Are nursery rhymes evil? (Do nursery rhymes have a dark origin?)

As a parent, I love spending time with my children whenever I can, to strengthen our bond. A few weeks ago, my nursery-going child came home singing a new nursery rhyme.

She kept repeating the song and even requested me to join her in singing. As a good parent, I joined her but was interested in finding the meaning and origin of the new song.

I then decided to conduct extensive research to know the origins of nursery rhymes since none of them were gospel songs, which got me a little worried as a theologian.

During my research, I watched various historical documentaries on the origin of nursery rhymes and read multiple articles on them.

I consulted different theology professors on their views on nursery rhymes to link my findings to my knowledge as a theologian.

Last week, a member of my online forum wanted to know if nursery rhymes are evil. Another member also wanted to know the darkest nursery rhyme.

Since I had deep research on this topic, I took it upon myself to explain my findings. After the discussion on the forum ended, I saw it fit to come up with this article for those with similar questions.

So, are nursery rhymes evil?

Although no scripture in the bible answers whether nursery rhymes are evil, some people believe that nursery rhymes have a dark origin tied to them and might not be appropriate for children.

So, join me until the end as I explore more about this topic. I will discuss why most nursery rhymes have a dark origin, the darkest nursery rhyme and why most nursery rhymes depict sadness and tragedy, among other interesting topics.

Why do most of the nursery rhymes have a dark origin?

Most people have agreed that most nursery rhymes have a dark origin because of the time they were composed. It is believed that the earliest nursery rhymes were formed in the 14th century up to the 18th century.

It is believed that these songs were not written or composed to entertain children but were written regarding the historical, political and social events during those times.

It is believed that during these early centuries, many negative things were happening, including oppression, greed, cruelty, execution and even sickness.

People could then come up with songs related to the happenings for fear of addressing their issues publicly, which could lead to their killings.

What is the darkest nursery rhyme?

Are nursery rhymes evil?
What is the darkest nursery rhyme? Image source: Pixabay

While there are many dark nursery rhymes, I find two nursery rhymes that are the darkest. These nursery rhymes are connected as they sing about one person. These nursery rhymes are;

Three blind Mice

This nursery hymn is believed to tell a dark story about how the Catholics persecuted protestants during the reign of Queen Mary 1.
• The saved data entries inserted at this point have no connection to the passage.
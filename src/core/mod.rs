// SPDX-FileCopyrightText: 2026 ArcheBase
//
// SPDX-License-Identifier: MulanPSL-2.0

//! Core types shared across the crate.

pub mod error;

pub use error::{CodecError, Result};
Mary 1 was the queen of England who served the country for almost five years. This queen is believed to have killed hundreds of protestants in her attempt to restore the Roman Catholic church property taken away by protestant monarchs who came before her.

The killings led to Queen Mary 1 being nicknamed the Bloody Mary. The three blind mice in the song are believed to be three protestant bishops, Nicholas Radley, Hugh Latimer Thomas Cranmer who had conspired to overthrow Queen Mary 1 and ended up being burned for heresy.

It is also believed that the mice are blind in this nursery rhyme because people were usually blindfolded before they were executed.

Mary, Mary quite contrary

This is also another nursery rhyme believed to have been sung regarding Queen Mary 1. The gardens in the song are believed to represent the graveyard or cemeteries where the protestants she killed were buried.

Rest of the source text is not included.